Michel Dänzer wrote:
> On Don, 2002-09-26 at 10:24, Eric Anholt wrote:
> 
>>On Thu, 2002-09-26 at 00:58, Eric Anholt wrote:
>>
>>>CVSROOT:     /cvsroot/dri
>>>Module name: xc
>>>Repository:  xc/xc/lib/GL/mesa/src/drv/r200/
>>>Changes by:  anholt@usw-pr-cvs1.     02/09/26 00:58:14
>>>
>>>Log message:
>>>  R200 sync-to-vblank support (set LIBGL_THROTTLE_REFRESH=1)
>>>
>>Okay, that concludes things for tonight.  It's building and running
>>nicely on my end but I've got some more patches here, so yell if I broke
>>something.
>>
>>I've got the mga patches, but I'm missing one versioning check, I'm not
>>sure about what to do with the radeon stuff in drm_dma.h,
>>
> 
> Mea culpa, moved back to radeon_irq.c.
> 
> 
>>and I'm tired.  They sync to vsync rather than vblank, though vblank
>>should be possible with some work.  It survived vtswitch on BSD
>>without any extra reg-saving code in the 2d, but I would like to make
>>sure the reg-saving is correct before committing that.
>>
> 
> Maybe the mga 2D driver simply doesn't mess with the IRQ control
> register(s).
> 
> 
> Something else I've been thinking about is that relying on the
> swi_emitted and swi_received counters being in sync is pretty fragile.

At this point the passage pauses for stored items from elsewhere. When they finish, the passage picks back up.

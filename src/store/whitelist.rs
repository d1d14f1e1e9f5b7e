//! Whitelist rows.

use async_trait::async_trait;
use tracing::info;

use super::{SqliteStore, StoreError, WhitelistRepository};

#[async_trait]
impl WhitelistRepository for SqliteStore {
    async fn is_whitelisted(&self, channel: &str, identity: &str) -> Result<bool, StoreError> {
        let row: Option<(i64,)> =
            sqlx::query_as("SELECT 1 FROM whitelist WHERE channel = ?1 AND identity = ?2")
                .bind(channel)
                .bind(identity)
                .fetch_optional(self.pool())
                .await?;
        Ok(row.is_some())
    }

    async fn add_to_whitelist(&self, channel: &str, identity: &str) -> Result<bool, StoreError> {
        let result =
            sqlx::query("INSERT OR IGNORE INTO whitelist (channel, identity) VALUES (?1, ?2)")
                .bind(channel)
                .bind(identity)
                .execute(self.pool())
                .await?;
        let added = result.rows_affected() > 0;
        if added {
            info!(channel, identity, "identity whitelisted");
        }
        Ok(added)
    }
}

> It might be better to use a scratch register instead.

Yes, it could be made more robust.

> Moreover, nicod on IRC reports that IRQs stop working for him in the
> middle of glxgears running. So I thought let's make really really sure
> they are enabled in the DRM instead of doing it in the 2D driver and
> praying. The result is
> 
> http://penguinppc.org/~daenzer/DRI/radeon-swi-scratch.diff
> 
> but unfortunately, it doesn't seem to really help with the second issue.
> Can anyone think of a way how the IRQs can get disabled in the chip with
> this? Could writing to GEN_INT_CNTL too often actually hurt? Works fine
> here though...
> 
> At least, with this patch it keeps running at about the same speed as
> with usleeps when the IRQs go nuts.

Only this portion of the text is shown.